Member of the Ghana Parliament for Ada
- In office 1969–1972
- President: Edward Akufo-Addo

Personal details
- Born: 1 January 1924
- Alma mater: Wesley College, University of Hull, and Middle Temple
- Occupation: Lawyer

= Emmanuel Kabutey Narter-Olaga =

Ghanaian politician (born 1924)

Emmanuel Kabutey Narter-Olaga (born 1 January 1924) was a Ghanaian politician who was a member of the first parliament of the Second Republic of Ghana. He represented the Ada Ghana constituency under the membership of the National Alliance of Liberals.
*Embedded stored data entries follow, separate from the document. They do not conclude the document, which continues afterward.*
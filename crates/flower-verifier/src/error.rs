// Copyright (c) Mysten Labs, Inc.
// SPDX-License-Identifier: Apache-2.0

//! Error types for header verification

use thiserror::Error;

/// A property violated by the header or one of its units.
///
/// `index` is the 0-based position of an instruction within its unit,
/// ignoring label-only statements.
#[derive(Debug, Clone, PartialEq, Eq, Error)]
pub enum VerificationError {
    #[error("expected exactly one include guard opening, found {0}")]
    GuardOpenings(usize),

    #[error("expected exactly one include guard closing, found {0}")]
    GuardClosings(usize),

    #[error("include guard `{guard}` is opened but never defined")]
    GuardNotDefined { guard: String },

    #[error("line {line}: unrecognised content: {text}")]
    UnrecognisedLine { line: usize, text: String },

    #[error("line {line}: unit `{name}` is out of sequence, expected `{expected}`")]
    UnitOutOfSequence {
        line: usize,
        name: String,
        expected: String,
    },

    #[error("line {line}: duplicate unit `{name}`")]
    DuplicateUnit { line: usize, name: String },

    #[error("{unit}: asm statement does not clobber \"memory\"")]
    MissingMemoryClobber { unit: String },

    #[error("{unit}: asm statement sets the condition flags but does not clobber \"cc\"")]
    MissingFlagsClobber { unit: String },

    #[error("{unit}: first instruction is not a pre-indexed register spill")]
    MissingSpill { unit: String },

    #[error("{unit}: no post-indexed register restore before the terminal no-op")]
    MissingRestore { unit: String },

    #[error("{unit}: unsafe sp modification at instruction {index}: {text}")]
    UnsafeStackModification {
        unit: String,
        index: usize,
        text: String,
    },

    #[error("{unit}: spill lowers sp by {spilled} bytes but restore raises it by {restored}")]
    UnbalancedStack {
        unit: String,
        spilled: u32,
        restored: u32,
    },

    #[error("{unit}: stack displacement of {bytes} bytes is not 16-byte aligned")]
    MisalignedStack { unit: String, bytes: u32 },

    #[error("{unit}: restore names [{restored}] but spill names [{spilled}]")]
    AsymmetricRegisters {
        unit: String,
        spilled: String,
        restored: String,
    },

    #[error("{unit}: spill of reserved or repeated register x{register}")]
    InvalidSpillRegister { unit: String, register: u8 },

    #[error("{unit}: instruction {index} writes x{register}, which was not spilled")]
    UnsavedRegisterWrite {
        unit: String,
        index: usize,
        register: u8,
    },

    #[error("{unit}: {what} {value} at instruction {index} outside [{min}, {max}]")]
    OutOfRange {
        unit: String,
        index: usize,
        what: &'static str,
        value: i64,
        min: i64,
        max: i64,
    },

    #[error(
        "{unit}: movk at instruction {index} must pair with a movk to a lower chunk of the same register"
    )]
    MalformedMovk { unit: String, index: usize },

    #[error("{unit}: branch at instruction {index} does not land forward inside the filler")]
    InvalidBranchTarget { unit: String, index: usize },

    #[error("{unit}: last instruction `{text}` is not a recognised no-op")]
    MissingTerminalNop { unit: String, text: String },

    #[error("{unit}: disallowed instruction at {index}: {text}")]
    DisallowedInstruction {
        unit: String,
        index: usize,
        text: String,
    },

    #[error("{unit}: malformed operands at instruction {index}: {text}")]
    MalformedOperands {
        unit: String,
        index: usize,
        text: String,
    },

    #[error("{unit} reuses registers of {previous}, {distance} unit(s) earlier")]
    RecentRegisterReuse {
        unit: String,
        previous: String,
        distance: usize,
    },
}

/// Per-unit facts gathered during verification.
#[derive(Debug, Clone, PartialEq, Eq)]
pub struct UnitSummary {
    pub name: String,
    /// Spilled register numbers, in spill order.
    pub registers: Vec<u8>,
    /// Bytes the frame lowers `sp` by.
    pub stack_bytes: u32,
    pub instruction_count: usize,
}

/// Result of verification containing any errors found
#[derive(Debug, Default)]
pub struct VerificationResult {
    errors: Vec<VerificationError>,
    units: Vec<UnitSummary>,
}

impl VerificationResult {
    /// Returns true if verification passed with no errors
    pub fn is_ok(&self) -> bool {
        self.errors.is_empty()
    }

    /// Returns the list of verification errors
    pub fn errors(&self) -> &[VerificationError] {
        &self.errors
    }

    /// Consumes the result and returns the errors
    pub fn into_errors(self) -> Vec<VerificationError> {
        self.errors
    }

    /// Summaries of the units that passed unit-level checks
    pub fn units(&self) -> &[UnitSummary] {
        &self.units
    }

    pub fn unit_count(&self) -> usize {
        self.units.len()
    }

    pub(crate) fn extend(&mut self, errors: impl IntoIterator<Item = VerificationError>) {
        self.errors.extend(errors);
    }

    pub(crate) fn push(&mut self, error: VerificationError) {
        self.errors.push(error);
    }

    pub(crate) fn add_unit(&mut self, summary: UnitSummary) {
        self.units.push(summary);
    }
}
== Early life and education ==
Narter-Olaga was born 1 January 1924. He attended Wesley College, University of Hull, and Middle Temple where he obtained his Teachers' Training Certificate and Bachelor of Laws Barrister-at-Law in Law. He later worked as a Lawyer before going into Parliament.
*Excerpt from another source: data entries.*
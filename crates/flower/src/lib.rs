// Copyright (c) Mysten Labs, Inc.
// SPDX-License-Identifier: Apache-2.0

//! Side-effect-neutral junk sequences for Arm64
//!
//! This crate generates short A64 instruction sequences that:
//! - Leave every register and memory location outside their own stack slot unchanged
//! - Vary register choice, stack displacement, filler and terminal no-op from one
//!   sequence to the next, so no single instruction pattern recurs
//! - Serialize into a C header of zero-argument macros, one per sequence
//!
//! # Neutrality
//!
//! Every sequence has the shape
//!
//! ```asm
//! stp x9, x12, [sp, #-32]!    // spill, sp -= 32
//! ...                         // 3-5 rounds of filler on x9/x12
//! ldp x9, x12, [sp], #32      // restore, sp += 32
//! orr xzr, xzr, xzr           // one no-op from the catalogue
//! ```
//!
//! Only the spilled registers are written between the spill and the restore,
//! and the restore reads the pre-filler snapshot, so neutrality does not depend
//! on the filler cancelling itself.
//!
//! # Modules
//!
//! - [`registers`]: scratch pool, diversity selector and lookback window
//! - [`frame`]: spill/restore framing
//! - [`synth`]: filler synthesis
//! - [`sequence`]: assembly of sequences and the generation fold
//! - [`emit`]: header rendering and writing

pub mod config;
pub mod emit;
pub mod error;
pub mod frame;
pub mod instruction;
pub mod registers;
pub mod sequence;
pub mod synth;

pub use config::{EmitConfig, GeneratorConfig, JumpStyle, ShortagePolicy, parse_count};
pub use error::{EmitError, EncodingError, PoolError, SamplingError, UsageError};
pub use frame::{Frame, StackOffset, frame};
pub use instruction::Instruction;
pub use registers::{Lookback, Register, RegisterPool, RegisterSet};
pub use sequence::{Generator, InstructionSequence, SequenceCollection};
pub use synth::synthesize;

/// Generates `count` sequences and renders them as a header.
pub fn generate_header<R: rand::Rng + ?Sized>(
    rng: &mut R,
    count: usize,
    generator: &GeneratorConfig,
    emit: &EmitConfig,
) -> Result<String, SamplingError> {
    let collection = Generator::new(generator.clone()).generate(rng, count)?;
    Ok(emit::render_header(&collection, emit))
}
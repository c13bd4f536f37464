// Copyright (c) Mysten Labs, Inc.
// SPDX-License-Identifier: Apache-2.0

//! Generation and emission settings.

use clap::ValueEnum;

use crate::error::UsageError;
use crate::registers::RegisterPool;

/// Sequences generated when no count is given.
pub const DEFAULT_COUNT: usize = 500;

/// Namespace for macro and guard names.
pub const DEFAULT_PREFIX: &str = "FLOWER";

/// Artifact written when no output path is given.
pub const DEFAULT_OUTPUT: &str = "arm64_blocks.h";

/// What to do when the lookback exclusion leaves too few registers.
#[derive(Debug, Clone, Copy, PartialEq, Eq, Default, ValueEnum)]
pub enum ShortagePolicy {
    /// Spill fewer registers; fails only if none remain.
    #[default]
    Clamp,
    /// Ignore the exclusion for this sequence.
    Widen,
    /// Abort generation.
    Fail,
}

/// How the fall-through camouflage branches name their targets.
#[derive(Debug, Clone, Copy, PartialEq, Eq, Default, ValueEnum)]
pub enum JumpStyle {
    /// Location-counter offsets, `b .+8` (GNU as and LLVM).
    #[default]
    Relative,
    /// Numeric local labels, `b 1f` ... `1: nop`.
    LocalLabel,
}

/// Settings for building a sequence collection.
#[derive(Debug, Clone)]
pub struct GeneratorConfig {
    pub pool: RegisterPool,
    /// How many preceding sequences' registers are excluded from the next draw.
    pub lookback: usize,
    pub on_shortage: ShortagePolicy,
}

impl Default for GeneratorConfig {
    fn default() -> Self {
        Self {
            pool: RegisterPool::default(),
            lookback: 1,
            on_shortage: ShortagePolicy::default(),
        }
    }
}

/// Settings for rendering the header artifact.
#[derive(Debug, Clone, PartialEq, Eq)]
pub struct EmitConfig {
    prefix: String,
    pub jump_style: JumpStyle,
}

impl Default for EmitConfig {
    fn default() -> Self {
        Self {
            prefix: DEFAULT_PREFIX.to_string(),
            jump_style: JumpStyle::default(),
        }
    }
}

impl EmitConfig {
    pub fn new(prefix: impl Into<String>, jump_style: JumpStyle) -> Result<Self, UsageError> {
        let prefix = prefix.into();
        if !is_c_identifier(&prefix) {
            return Err(UsageError::InvalidPrefix(prefix));
        }
        Ok(Self { prefix, jump_style })
    }

    pub fn prefix(&self) -> &str {
        &self.prefix
    }
}

fn is_c_identifier(text: &str) -> bool {
    let mut chars = text.chars();
    match chars.next() {
        Some(c) if c.is_ascii_alphabetic() || c == '_' => {}
        _ => return false,
    }
    chars.all(|c| c.is_ascii_alphanumeric() || c == '_')
}

/// Parses the raw sequence-count argument.
///
/// `None` yields [`DEFAULT_COUNT`]. Anything that is not a positive integer is
/// a usage error.
pub fn parse_count(raw: Option<&str>) -> Result<usize, UsageError> {
    let Some(raw) = raw else {
        return Ok(DEFAULT_COUNT);
    };
    match raw.trim().parse::<usize>() {
        Ok(count) if count > 0 => Ok(count),
        _ => Err(UsageError::InvalidCount),
    }
}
Narter-Olaga was the legal adviser of Vacuum Salt Products Limited.

== Politics ==
Narter-Olaga began his political career in 1969 when he became the parliamentary candidate for the Progress Party to represent his constituency in the Greater Accra of Ghana prior to the commencement of the 1969 Ghanaian parliamentary election.

Narter-Olaga was sworn into the First Parliament of the Second Republic of Ghana on 1 October 1969, after being pronounced winner at the 1969 Ghanaian election held on 26 August 1969 and his tenure ended on 13 January 1972.

== Personal life ==
Narter-Olaga was a Methodist, and worked as a lawyer.